A relatively new, casual Japanese sushi joint on The Drive, Juno Provisions is the latest restaurant venture from restaurateur/Chef Jun Okamura and Head Sushi Chef Ken Kodama. It opened at 2247 Commercial Drive in December 2021 (in the space across from Jamjar Canteen, on the same block as City Avenue Market) but just recently came onto our radar.

After sizing up and sampling some of the menu, it’s obvious to us that this is not your average “Grab n’ Go” establishment. Yes, it’s small (850sqft). Yes, it’s convenient (the coolers are stocked with pre-packaged and ready-to-eat options). But the quality of the ingredients and attention to detail put into every item is top-notch – much like Okamura (previously Juno Sushi Bistro, Ramenman) and Kodama (Ramenman) themselves. This is grab-and-go fare that you’d actually rather slow down and savour.
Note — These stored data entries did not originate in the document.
//! Resolved per-host connection parameters

use std::fmt;
use std::path::PathBuf;

use serde::{Deserialize, Serialize};

use crate::alias::AliasTable;

/// Port used when neither the caller nor an alias names one
pub const DEFAULT_SSH_PORT: u16 = 22;

/// Everything needed to open one remote session
#[derive(Debug, Clone, PartialEq, Eq, Serialize, Deserialize)]
pub struct ConnectionTarget {
    /// Host name or address to connect to
    pub hostname: String,
    /// Login name
    pub username: String,
    /// SSH port
    pub port: u16,
    /// Private key to offer, if configured
    #[serde(default, skip_serializing_if = "Option::is_none")]
    pub identity_file: Option<PathBuf>,
}

impl ConnectionTarget {
    /// Creates a target on the default port with no identity file
    #[must_use]
    pub fn new(hostname: impl Into<String>, username: impl Into<String>) -> Self {
        Self {
            hostname: hostname.into(),
            username: username.into(),
            port: DEFAULT_SSH_PORT,
            identity_file: None,
        }
    }

    /// Merges caller-supplied values with the alias matching `hostname`.
    ///
    /// Alias fields that are present replace the caller's; the rest pass
    /// through. Without a matching alias the caller values are used unchanged
    /// and the port is [`DEFAULT_SSH_PORT`].
    #[must_use]
    pub fn resolve(aliases: &AliasTable, hostname: &str, username: &str) -> Self {
        let alias = aliases.lookup(hostname);
        Self {
            hostname: alias.hostname.unwrap_or_else(|| hostname.to_string()),
            username: alias.username.unwrap_or_else(|| username.to_string()),
            port: alias.port.unwrap_or(DEFAULT_SSH_PORT),
            identity_file: alias.identity_file,
        }
    }
}

impl fmt::Display for ConnectionTarget {
    fn fmt(&self, f: &mut fmt::Formatter<'_>) -> fmt::Result {
        write!(f, "{}@{}:{}", self.username, self.hostname, self.port)
    }
}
For those who have the time to do that, there are currently six seats available for dine-in, divided between a short, wall-facing bar and a few coveted window-facing spots perfect for people-watching.

As for the menu: like the space it’s tight, and a good portion of the options are made to order, including the vegetable inari trio ($11, pictured above), and custom donburi bowls (Regular 3 Toppings on 200g of Sushi Rice, or Large 4 Toppings on 260g Sushi Rice), assembled from the daily toppings selection, written in erasable marker on a whiteboard in order to keep up with availability. For the hungry and indecisive bunch (like myself) other main offerings include two kinds of oishi sushi (regular or spicy, 6 pieces for $15), a Bara Chirashi donburi ($15), and a Wagyu beef donburi ($20, available in limited quantities). The latter is a standout, and features a pinwheel of slender slices of 72-hour brined sous vide Wagyu Brisket atop a layer of garlicky Napa cabbage and sushi rice. Accompaniments/snacks include some Japanese standards (spinach gomae, seaweed salad, sashimi), and an unexpected Kani Su option ($8) – three bite-sized cucumber-wrapped sushi pieces alongside vinegar-doused kombu, radish and lemon slices.

For dessert, the mason jars of Grandma’s Custard Pudding ($6) may not look like much on the shelf, but the standards here are set so high that the contents must be excellent. “Grandma” is Chizuko (“Chiz”) Uehara (no relation) and, with her bubbly hospitality (she also works behind the counter) and bright multi-coloured hair, she is an absolute treat in of herself. “She has been feeding us her home made sweets ever since our ramen time, so I wanted her skills recognized as well,” says Okamura, “Cooking dessert at home is her serious hobby.”

So order food from these guys, but make sure you pick it up, if you can. Not only are they great to meet in-person – always a bonus and flavour enhancer, in our books – but delivery apps are really hard on the small businesses that are more or less strong-armed into using them. Make sure your money goes where it matters – not to third party companies who don’t give a shit.

Juno Provisions is open 7 days a week, from 11am to 8pm, except on Statutory Holidays.

Why We Care: Opening a restaurant is a big deal under any circumstances, never mind the recent/current extraordinary ones. The persistence of the team at Juno is admirable. They have stuck to their guns, and they have a great little operation going that we think deserves the community’s support.